What to do » Nothing in the listing below should change; retype it as is.

Available data »
○ ○ ○ ○ ○
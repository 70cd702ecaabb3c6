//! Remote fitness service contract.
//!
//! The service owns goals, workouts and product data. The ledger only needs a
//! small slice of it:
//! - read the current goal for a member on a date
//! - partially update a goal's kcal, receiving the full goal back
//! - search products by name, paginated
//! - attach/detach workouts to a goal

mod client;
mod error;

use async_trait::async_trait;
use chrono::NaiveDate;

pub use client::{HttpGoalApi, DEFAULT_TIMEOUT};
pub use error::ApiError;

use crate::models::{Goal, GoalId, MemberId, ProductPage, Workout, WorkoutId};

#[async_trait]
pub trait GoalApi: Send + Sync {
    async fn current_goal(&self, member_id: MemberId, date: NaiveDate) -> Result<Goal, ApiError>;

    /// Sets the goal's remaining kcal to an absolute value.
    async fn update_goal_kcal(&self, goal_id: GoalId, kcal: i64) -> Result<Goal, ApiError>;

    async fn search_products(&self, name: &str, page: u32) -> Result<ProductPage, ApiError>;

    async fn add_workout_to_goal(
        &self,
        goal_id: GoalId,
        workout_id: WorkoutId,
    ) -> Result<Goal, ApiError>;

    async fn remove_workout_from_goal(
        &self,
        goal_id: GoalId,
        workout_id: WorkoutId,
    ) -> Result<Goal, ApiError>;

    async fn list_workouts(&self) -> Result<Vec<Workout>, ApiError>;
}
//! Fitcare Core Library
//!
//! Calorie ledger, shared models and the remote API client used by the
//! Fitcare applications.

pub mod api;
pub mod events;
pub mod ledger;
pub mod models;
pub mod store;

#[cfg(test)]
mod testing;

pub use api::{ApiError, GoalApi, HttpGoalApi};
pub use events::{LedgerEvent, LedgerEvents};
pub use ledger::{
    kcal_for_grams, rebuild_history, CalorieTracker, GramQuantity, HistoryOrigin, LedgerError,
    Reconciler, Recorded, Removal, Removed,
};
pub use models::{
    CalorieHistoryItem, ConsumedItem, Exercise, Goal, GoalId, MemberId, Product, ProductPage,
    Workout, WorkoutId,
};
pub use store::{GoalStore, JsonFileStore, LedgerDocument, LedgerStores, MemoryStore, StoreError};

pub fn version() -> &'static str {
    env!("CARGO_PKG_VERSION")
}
○ ○ ○ ○ ○
Task result »
repository 70cd702ecaabb3c6
//! Remote fitness service contract.
//!
//! The service owns goals, workouts and product data. The ledger only needs a
//! small slice of it:
//! - read the current goal for a member on a date
//! - partially update a goal's kcal, receiving the full goal back
//! - search products by name, paginated
//! - attach/detach workouts to a goal

mod client;
mod error;

use async_trait::async_trait;
use chrono::NaiveDate;

pub use client::{HttpGoalApi, DEFAULT_TIMEOUT};
pub use error::ApiError;

use crate::models::{Goal, GoalId, MemberId, ProductPage, Workout, WorkoutId};

#[async_trait]
pub trait GoalApi: Send + Sync {
    async fn current_goal(&self, member_id: MemberId, date: NaiveDate) -> Result<Goal, ApiError>;

    /// Sets the goal's remaining kcal to an absolute value.
    async fn update_goal_kcal(&self, goal_id: GoalId, kcal: i64) -> Result<Goal, ApiError>;

    async fn search_products(&self, name: &str, page: u32) -> Result<ProductPage, ApiError>;

    async fn add_workout_to_goal(
        &self,
        goal_id: GoalId,
        workout_id: WorkoutId,
    ) -> Result<Goal, ApiError>;

    async fn remove_workout_from_goal(
        &self,
        goal_id: GoalId,
        workout_id: WorkoutId,
    ) -> Result<Goal, ApiError>;

    async fn list_workouts(&self) -> Result<Vec<Workout>, ApiError>;
}
//! Fitcare Core Library
//!
//! Calorie ledger, shared models and the remote API client used by the
//! Fitcare applications.

pub mod api;
pub mod events;
pub mod ledger;
pub mod models;
pub mod store;

#[cfg(test)]
mod testing;

pub use api::{ApiError, GoalApi, HttpGoalApi};
pub use events::{LedgerEvent, LedgerEvents};
pub use ledger::{
    kcal_for_grams, rebuild_history, CalorieTracker, GramQuantity, HistoryOrigin, LedgerError,
    Reconciler, Recorded, Removal, Removed,
};
pub use models::{
    CalorieHistoryItem, ConsumedItem, Exercise, Goal, GoalId, MemberId, Product, ProductPage,
    Workout, WorkoutId,
};
pub use store::{GoalStore, JsonFileStore, LedgerDocument, LedgerStores, MemoryStore, StoreError};

pub fn version() -> &'static str {
    env!("CARGO_PKG_VERSION")
}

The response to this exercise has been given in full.